» What you should do
Counting only lines that contain the string "CreateUserRequest", how many are there in the data? Say the number alone.

=-=-=

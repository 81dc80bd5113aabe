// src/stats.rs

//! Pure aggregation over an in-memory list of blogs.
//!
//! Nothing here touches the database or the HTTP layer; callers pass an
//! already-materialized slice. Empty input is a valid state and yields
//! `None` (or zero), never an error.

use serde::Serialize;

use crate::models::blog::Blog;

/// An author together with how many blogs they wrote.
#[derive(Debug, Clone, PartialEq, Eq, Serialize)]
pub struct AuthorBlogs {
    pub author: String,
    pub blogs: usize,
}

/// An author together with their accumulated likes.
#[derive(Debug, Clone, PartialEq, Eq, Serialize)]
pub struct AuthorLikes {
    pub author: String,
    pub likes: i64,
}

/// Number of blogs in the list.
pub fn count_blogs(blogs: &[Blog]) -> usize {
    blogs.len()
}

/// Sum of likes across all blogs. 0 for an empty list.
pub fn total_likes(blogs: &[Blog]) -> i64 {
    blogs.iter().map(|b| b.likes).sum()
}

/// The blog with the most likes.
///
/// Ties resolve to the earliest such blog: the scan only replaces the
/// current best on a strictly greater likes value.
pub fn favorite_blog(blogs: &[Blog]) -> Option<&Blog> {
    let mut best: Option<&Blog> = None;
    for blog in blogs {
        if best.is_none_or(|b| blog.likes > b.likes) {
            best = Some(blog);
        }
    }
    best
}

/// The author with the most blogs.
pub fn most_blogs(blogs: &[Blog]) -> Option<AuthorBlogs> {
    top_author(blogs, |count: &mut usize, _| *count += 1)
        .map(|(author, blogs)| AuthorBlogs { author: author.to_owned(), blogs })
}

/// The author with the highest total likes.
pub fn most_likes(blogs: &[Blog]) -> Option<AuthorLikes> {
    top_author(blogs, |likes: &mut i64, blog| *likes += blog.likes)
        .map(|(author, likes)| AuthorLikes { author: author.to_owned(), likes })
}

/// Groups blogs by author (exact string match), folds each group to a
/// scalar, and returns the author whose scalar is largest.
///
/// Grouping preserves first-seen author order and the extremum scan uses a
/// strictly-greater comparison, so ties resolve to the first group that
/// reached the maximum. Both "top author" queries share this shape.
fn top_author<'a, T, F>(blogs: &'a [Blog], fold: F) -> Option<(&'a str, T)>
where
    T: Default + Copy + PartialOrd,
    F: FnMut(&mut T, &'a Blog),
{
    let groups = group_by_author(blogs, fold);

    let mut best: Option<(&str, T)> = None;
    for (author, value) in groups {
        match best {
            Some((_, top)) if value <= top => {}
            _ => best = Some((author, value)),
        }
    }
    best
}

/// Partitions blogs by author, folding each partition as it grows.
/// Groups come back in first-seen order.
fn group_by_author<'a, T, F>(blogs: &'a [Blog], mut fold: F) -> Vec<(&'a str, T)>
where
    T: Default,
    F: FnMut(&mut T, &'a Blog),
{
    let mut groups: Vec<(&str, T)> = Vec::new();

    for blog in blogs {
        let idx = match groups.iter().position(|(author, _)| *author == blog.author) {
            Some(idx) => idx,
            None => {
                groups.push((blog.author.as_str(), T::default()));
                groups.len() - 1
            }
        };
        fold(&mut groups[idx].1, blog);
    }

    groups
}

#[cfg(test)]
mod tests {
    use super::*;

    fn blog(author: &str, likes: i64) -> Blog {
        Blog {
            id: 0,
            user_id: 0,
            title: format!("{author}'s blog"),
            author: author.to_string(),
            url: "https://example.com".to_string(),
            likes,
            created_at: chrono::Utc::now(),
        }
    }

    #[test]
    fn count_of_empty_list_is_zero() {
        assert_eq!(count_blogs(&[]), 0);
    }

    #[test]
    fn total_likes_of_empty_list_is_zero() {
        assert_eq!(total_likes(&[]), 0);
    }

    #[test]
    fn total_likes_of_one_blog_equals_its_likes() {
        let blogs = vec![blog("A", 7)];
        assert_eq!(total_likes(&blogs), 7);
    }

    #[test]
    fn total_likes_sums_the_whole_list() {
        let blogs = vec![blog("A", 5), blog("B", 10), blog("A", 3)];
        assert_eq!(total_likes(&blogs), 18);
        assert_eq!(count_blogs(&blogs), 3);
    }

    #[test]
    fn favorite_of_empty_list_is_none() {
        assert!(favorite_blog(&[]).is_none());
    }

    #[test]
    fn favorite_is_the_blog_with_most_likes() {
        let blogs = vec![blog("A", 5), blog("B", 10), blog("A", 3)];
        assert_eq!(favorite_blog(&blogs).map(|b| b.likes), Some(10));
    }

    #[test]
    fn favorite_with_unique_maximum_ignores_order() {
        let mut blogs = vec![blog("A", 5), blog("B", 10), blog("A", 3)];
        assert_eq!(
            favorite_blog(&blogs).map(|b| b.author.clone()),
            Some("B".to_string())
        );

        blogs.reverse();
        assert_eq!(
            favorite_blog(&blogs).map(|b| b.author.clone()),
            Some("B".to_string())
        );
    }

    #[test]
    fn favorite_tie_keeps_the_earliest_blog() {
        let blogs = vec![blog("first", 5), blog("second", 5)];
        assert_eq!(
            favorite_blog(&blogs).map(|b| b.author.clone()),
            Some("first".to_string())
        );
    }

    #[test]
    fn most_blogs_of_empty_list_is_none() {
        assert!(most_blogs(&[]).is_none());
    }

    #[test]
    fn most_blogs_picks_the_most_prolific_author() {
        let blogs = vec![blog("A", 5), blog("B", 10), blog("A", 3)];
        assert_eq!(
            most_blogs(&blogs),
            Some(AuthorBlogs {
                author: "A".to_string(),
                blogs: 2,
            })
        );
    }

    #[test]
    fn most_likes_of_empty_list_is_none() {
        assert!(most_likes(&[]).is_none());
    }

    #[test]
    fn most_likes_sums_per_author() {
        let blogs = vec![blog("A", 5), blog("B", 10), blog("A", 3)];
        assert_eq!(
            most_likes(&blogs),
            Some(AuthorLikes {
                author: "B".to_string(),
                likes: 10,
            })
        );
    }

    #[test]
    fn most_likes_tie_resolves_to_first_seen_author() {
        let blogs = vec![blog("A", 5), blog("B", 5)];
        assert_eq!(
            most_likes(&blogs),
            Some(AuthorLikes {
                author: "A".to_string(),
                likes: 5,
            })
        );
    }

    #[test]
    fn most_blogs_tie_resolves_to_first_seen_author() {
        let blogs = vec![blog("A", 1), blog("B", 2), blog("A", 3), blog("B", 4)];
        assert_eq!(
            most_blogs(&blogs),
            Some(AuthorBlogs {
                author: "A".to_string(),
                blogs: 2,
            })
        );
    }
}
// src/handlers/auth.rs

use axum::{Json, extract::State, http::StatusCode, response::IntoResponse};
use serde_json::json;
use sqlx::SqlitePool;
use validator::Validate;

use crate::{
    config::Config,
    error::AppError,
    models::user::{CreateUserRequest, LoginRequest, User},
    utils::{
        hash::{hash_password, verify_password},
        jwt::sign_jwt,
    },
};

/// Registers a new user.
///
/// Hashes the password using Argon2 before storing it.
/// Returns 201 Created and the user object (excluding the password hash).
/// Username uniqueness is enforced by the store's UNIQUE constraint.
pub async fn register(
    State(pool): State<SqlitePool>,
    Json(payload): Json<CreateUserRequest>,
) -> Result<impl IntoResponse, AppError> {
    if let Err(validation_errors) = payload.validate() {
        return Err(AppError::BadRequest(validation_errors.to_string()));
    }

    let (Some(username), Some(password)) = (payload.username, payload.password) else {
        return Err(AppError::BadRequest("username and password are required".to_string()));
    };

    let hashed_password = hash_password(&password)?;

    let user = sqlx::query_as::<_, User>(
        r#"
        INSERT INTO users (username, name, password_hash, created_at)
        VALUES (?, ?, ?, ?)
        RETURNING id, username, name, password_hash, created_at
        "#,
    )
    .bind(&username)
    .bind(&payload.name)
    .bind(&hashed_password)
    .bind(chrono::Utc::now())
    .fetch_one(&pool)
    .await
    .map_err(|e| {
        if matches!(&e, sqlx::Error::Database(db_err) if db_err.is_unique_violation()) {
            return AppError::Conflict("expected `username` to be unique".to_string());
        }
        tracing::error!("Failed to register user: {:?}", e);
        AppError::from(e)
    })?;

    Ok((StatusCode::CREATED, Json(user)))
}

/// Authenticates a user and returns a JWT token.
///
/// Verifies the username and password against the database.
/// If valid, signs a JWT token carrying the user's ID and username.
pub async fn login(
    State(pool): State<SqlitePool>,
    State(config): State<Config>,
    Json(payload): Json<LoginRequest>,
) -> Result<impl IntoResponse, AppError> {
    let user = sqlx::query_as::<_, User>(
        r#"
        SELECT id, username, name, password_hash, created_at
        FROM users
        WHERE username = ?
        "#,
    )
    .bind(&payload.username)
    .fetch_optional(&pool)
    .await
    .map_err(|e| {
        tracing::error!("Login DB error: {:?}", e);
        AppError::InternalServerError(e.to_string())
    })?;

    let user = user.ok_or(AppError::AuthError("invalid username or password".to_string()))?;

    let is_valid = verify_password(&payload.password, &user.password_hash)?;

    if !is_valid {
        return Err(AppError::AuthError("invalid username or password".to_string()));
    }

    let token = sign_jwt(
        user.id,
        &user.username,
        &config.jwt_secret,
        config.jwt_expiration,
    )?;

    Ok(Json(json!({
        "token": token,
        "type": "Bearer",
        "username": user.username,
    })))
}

=-=-=

» Result for this task
2